Il faisait beau ce matin-là. Le soleil brillait et réchauffait le sol détrempé après l'averse de la nuit. Le printemps était enfin arrivé. Les arbres commençaient à peine à reverdir, leurs feuilles d'un vert tendre apportaient une touche de couleur dans les ramures sombres et nues. Une brise fraîche faisait bruire les branches et les oiseaux chantaient à tue-tête. J'étais heureuse.

Le marché aux puces se tenait tous les samedis. C'était l'un de mes endroits de promenade favoris et pas seulement parce que j'étais une étudiante fauchée en permanence. Non, j'aimais bien l'atmosphère qui se dégageait de ces objets anciens. Je touchais à tout et je m'imaginais qui avait bien pu tenir telle épée, utiliser cette lampe ou encore mettre cette robe de mariée. J'adorais inventer des histoires. Et, même si je n'achetais pas souvent, les vendeurs commençaient à me connaître et à sourire sur mon passage.

Mais ce que j'aimais par-dessus tout au début de la belle saison, c'était que l'endroit reprenait vie après les mois pluvieux et froids de l'hiver. De nouvelles personnes arrivaient avec leurs bibelots et leurs caisses et je ne pouvais m'empêcher d'aller y fouiller.

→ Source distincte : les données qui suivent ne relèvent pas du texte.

//! Effect controller tying the session manager and repository to the
//! console reducer

use crate::api::{AuthApi, ProductApi};
use crate::console::{ConsoleAction, Effect};
use crate::error::ConsoleError;
use crate::products::ProductRepository;
use crate::session::SessionManager;
use crate::store::TokenStore;
#[cfg(test)]
use crate::console::ConsoleState;
#[cfg(test)]
use std::collections::VecDeque;

/// Banner text when the server confirms a login without a message
pub const LOGIN_SUCCEEDED: &str = "Login successful";

pub struct ConsoleController<A, P, S> {
    session: SessionManager<A, S>,
    products: ProductRepository<P>,
}

impl<A, P, S> ConsoleController<A, P, S>
where
    A: AuthApi,
    P: ProductApi,
    S: TokenStore,
{
    pub const fn new(session: SessionManager<A, S>, products: ProductRepository<P>) -> Self {
        Self { session, products }
    }

    pub const fn session(&self) -> &SessionManager<A, S> {
        &self.session
    }

    /// First action to feed the reducer: the session state after reading
    /// the persisted token
    pub fn start(&self) -> ConsoleAction {
        ConsoleAction::SessionChanged(self.session.start())
    }

    /// Carry out one effect and report its outcome.
    ///
    /// Delays are the caller's business: `ActivateSession` activates
    /// immediately when performed.
    pub async fn perform(&self, effect: Effect) -> ConsoleAction {
        match effect {
            Effect::VerifySession => ConsoleAction::SessionChanged(self.session.verify().await),
            Effect::FetchProducts => {
                let result = match self.session.authorized() {
                    Some(token) => self.products.fetch_all(&token).await,
                    None => Err(ConsoleError::NotAuthenticated),
                };
                match result {
                    Ok(products) => ConsoleAction::ProductsLoaded(products),
                    Err(e) => ConsoleAction::ProductsFailed(e.to_string()),
                }
            }
            Effect::SignIn(credential) => match self.session.login(&credential).await {
                Ok(grant) => ConsoleAction::LoginSucceeded(
                    grant.message.unwrap_or_else(|| LOGIN_SUCCEEDED.to_string()),
                ),
                Err(e) => ConsoleAction::LoginFailed(e.user_message()),
            },
            Effect::ActivateSession { .. } => {
                ConsoleAction::SessionChanged(self.session.activate())
            }
        }
    }

    /// Apply `action` and perform every resulting effect until none are
    /// left, ignoring delays. Returns the effects performed, in order.
    #[cfg(test)]
    pub async fn run_to_idle(&self, state: &mut ConsoleState, action: ConsoleAction) -> Vec<Effect> {
        let mut performed = Vec::new();
        let mut queue = VecDeque::from([action]);
        while let Some(action) = queue.pop_front() {
            for effect in state.apply(action) {
                performed.push(effect.clone());
                queue.push_back(self.perform(effect).await);
            }
        }
        performed
    }
}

Ma mère n'appréciait pas trop mon passe-temps. Elle me répétait sans cesse que ce n'était pas un endroit approprié pour une étudiante, qu'il n'y avait que des vieux ici et que je ferais mieux de fréquenter des jeunes de mon âge. Mais cela ne m'empêchait pas de venir sur le marché chaque fois qu'il se tenait et ce jour-là n'était pas une exception.

Je flânais donc tranquillement dans les allées, regardant à droite, à gauche pour tenter de dénicher la perle rare, cet objet qui me permettrait de m'évader quelques instants. D'autres que moi avaient déjà trouvé leur bonheur. Je vis un homme qui portait une grande poubelle rouge, un autre avait acheté un tableau qui devait bien faire dans les deux mètres de long ! De nombreuses autres personnes profitaient de la matinée pour faire des affaires. Une femme aux longues tresses colorées achetait un extracteur de jus, une autre tentait de vendre des colliers et bracelets en plastique.

1€ dans les caisses, 1€! criait-elle. Quelqu'un essayait de négocier le prix. Non, 1€. C'est trop cher ? 50 centimes alors.

Je levai la tête en entendant un camion de pompiers arriver sirènes hurlantes. Les voitures de la rue s'écartèrent tant bien que mal de son passage. Deux vendeurs discutaient tranquillement à côté de moi. Un voleur vraiment ? Il est parti par où ? Oh, il est loin depuis longtemps. S'il revient, il est mort!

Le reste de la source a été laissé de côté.